Problem | Give the data again exactly, from its opening line through the line in which "filename crates/catalog-core/src/error.rs" appears.
Segment Start: Data to examine
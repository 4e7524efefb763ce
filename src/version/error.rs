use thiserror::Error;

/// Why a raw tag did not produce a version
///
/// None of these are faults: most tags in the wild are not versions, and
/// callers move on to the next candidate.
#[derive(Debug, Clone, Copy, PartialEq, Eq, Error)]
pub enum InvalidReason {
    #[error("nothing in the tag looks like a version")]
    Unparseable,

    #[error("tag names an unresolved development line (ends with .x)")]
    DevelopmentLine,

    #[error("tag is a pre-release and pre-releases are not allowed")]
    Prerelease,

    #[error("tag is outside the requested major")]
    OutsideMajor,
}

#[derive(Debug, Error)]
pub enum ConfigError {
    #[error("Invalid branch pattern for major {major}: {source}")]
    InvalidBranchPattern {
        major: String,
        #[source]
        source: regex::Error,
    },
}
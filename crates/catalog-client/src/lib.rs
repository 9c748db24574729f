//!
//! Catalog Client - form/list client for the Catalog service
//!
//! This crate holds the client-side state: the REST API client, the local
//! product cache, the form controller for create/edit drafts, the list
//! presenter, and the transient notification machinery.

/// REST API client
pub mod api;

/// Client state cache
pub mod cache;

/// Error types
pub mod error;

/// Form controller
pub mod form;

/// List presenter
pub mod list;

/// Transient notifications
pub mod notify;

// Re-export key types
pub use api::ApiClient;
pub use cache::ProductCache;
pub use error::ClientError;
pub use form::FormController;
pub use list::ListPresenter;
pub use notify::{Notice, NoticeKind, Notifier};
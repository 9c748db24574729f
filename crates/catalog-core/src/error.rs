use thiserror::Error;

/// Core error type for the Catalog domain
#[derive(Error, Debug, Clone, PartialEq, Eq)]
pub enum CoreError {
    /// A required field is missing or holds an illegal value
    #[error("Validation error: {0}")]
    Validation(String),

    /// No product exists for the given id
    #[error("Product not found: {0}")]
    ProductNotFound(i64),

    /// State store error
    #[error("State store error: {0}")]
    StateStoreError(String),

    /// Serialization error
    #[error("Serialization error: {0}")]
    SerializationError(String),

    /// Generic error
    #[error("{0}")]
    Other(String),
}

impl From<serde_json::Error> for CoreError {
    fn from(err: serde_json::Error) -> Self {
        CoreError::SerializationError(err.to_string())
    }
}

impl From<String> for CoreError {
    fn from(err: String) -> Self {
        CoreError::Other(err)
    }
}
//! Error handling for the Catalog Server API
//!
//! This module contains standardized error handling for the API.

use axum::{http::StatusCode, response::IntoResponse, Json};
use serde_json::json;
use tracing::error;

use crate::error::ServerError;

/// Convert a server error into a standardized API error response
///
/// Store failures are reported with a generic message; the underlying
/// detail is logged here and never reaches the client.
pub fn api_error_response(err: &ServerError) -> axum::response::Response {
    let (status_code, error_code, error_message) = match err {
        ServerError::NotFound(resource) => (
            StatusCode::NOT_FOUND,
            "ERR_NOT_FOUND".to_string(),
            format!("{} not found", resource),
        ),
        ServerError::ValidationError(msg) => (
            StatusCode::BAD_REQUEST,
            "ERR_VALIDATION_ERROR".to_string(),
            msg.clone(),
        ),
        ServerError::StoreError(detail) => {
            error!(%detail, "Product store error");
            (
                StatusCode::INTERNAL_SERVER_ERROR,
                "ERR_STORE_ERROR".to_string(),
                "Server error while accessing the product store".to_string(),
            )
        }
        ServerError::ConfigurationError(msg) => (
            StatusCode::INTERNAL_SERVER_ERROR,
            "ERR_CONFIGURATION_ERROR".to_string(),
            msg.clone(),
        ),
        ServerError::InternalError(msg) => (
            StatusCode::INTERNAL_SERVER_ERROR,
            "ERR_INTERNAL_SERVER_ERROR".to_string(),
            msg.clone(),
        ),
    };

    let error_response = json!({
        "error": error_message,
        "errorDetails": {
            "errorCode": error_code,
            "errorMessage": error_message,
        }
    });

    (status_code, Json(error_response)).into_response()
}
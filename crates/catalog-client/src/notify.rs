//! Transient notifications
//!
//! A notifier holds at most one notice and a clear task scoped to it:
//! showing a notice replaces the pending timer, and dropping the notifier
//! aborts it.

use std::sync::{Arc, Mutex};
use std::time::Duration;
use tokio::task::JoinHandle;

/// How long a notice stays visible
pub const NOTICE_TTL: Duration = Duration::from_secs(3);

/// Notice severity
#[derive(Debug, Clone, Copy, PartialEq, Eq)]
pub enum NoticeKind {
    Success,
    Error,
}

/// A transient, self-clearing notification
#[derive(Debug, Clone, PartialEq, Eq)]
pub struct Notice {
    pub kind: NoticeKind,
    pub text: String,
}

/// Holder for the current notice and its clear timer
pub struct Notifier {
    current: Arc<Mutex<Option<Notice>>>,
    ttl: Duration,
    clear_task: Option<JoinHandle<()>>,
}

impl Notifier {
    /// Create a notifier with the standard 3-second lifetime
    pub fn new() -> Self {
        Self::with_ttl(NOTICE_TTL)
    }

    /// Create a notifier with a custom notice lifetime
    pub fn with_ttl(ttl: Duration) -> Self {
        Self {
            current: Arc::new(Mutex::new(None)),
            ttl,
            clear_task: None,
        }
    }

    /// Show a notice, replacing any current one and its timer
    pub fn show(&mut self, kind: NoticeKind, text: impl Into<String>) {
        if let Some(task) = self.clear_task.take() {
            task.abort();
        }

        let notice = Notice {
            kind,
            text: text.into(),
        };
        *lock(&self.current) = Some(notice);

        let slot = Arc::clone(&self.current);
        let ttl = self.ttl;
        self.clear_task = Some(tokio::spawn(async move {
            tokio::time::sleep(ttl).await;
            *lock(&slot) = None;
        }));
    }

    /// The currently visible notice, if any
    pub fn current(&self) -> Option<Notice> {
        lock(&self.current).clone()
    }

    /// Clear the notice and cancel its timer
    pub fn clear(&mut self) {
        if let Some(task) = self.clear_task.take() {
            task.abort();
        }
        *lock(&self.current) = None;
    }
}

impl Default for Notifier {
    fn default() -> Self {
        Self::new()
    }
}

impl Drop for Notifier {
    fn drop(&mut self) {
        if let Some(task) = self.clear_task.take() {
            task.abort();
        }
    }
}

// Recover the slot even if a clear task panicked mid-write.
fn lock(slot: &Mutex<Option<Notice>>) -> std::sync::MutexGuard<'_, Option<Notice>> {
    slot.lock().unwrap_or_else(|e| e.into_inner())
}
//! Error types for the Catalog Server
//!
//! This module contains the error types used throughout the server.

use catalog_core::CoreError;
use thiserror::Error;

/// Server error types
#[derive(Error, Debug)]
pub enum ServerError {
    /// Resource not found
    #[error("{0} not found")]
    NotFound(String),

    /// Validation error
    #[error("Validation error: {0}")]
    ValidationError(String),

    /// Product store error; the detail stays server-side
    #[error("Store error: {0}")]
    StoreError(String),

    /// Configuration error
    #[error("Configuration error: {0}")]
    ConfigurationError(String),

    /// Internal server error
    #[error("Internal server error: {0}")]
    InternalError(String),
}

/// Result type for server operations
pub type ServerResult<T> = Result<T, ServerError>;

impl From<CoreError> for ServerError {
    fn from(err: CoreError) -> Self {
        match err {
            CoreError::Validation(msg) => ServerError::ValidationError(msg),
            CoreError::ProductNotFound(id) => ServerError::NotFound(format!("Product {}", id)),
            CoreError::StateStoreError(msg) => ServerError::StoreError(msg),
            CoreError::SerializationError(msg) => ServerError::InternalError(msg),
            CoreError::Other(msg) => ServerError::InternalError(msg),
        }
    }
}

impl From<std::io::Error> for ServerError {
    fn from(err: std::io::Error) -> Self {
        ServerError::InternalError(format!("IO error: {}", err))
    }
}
Segment End: Data to examine
Task result |
repository 4e7524efefb763ce
filename src/version/error.rs
use thiserror::Error;

/// Why a raw tag did not produce a version
///
/// None of these are faults: most tags in the wild are not versions, and
/// callers move on to the next candidate.
#[derive(Debug, Clone, Copy, PartialEq, Eq, Error)]
pub enum InvalidReason {
    #[error("nothing in the tag looks like a version")]
    Unparseable,

    #[error("tag names an unresolved development line (ends with .x)")]
    DevelopmentLine,

    #[error("tag is a pre-release and pre-releases are not allowed")]
    Prerelease,

    #[error("tag is outside the requested major")]
    OutsideMajor,
}

#[derive(Debug, Error)]
pub enum ConfigError {
    #[error("Invalid branch pattern for major {major}: {source}")]
    InvalidBranchPattern {
        major: String,
        #[source]
        source: regex::Error,
    },
}
filename crates/catalog-client/src/lib.rs
repository 9c748db24574729f
//!
//! Catalog Client - form/list client for the Catalog service
//!
//! This crate holds the client-side state: the REST API client, the local
//! product cache, the form controller for create/edit drafts, the list
//! presenter, and the transient notification machinery.

/// REST API client
pub mod api;

/// Client state cache
pub mod cache;

/// Error types
pub mod error;

/// Form controller
pub mod form;

/// List presenter
pub mod list;

/// Transient notifications
pub mod notify;

// Re-export key types
pub use api::ApiClient;
pub use cache::ProductCache;
pub use error::ClientError;
pub use form::FormController;
pub use list::ListPresenter;
pub use notify::{Notice, NoticeKind, Notifier};
repository 9c748db24574729f
filename crates/catalog-core/src/error.rs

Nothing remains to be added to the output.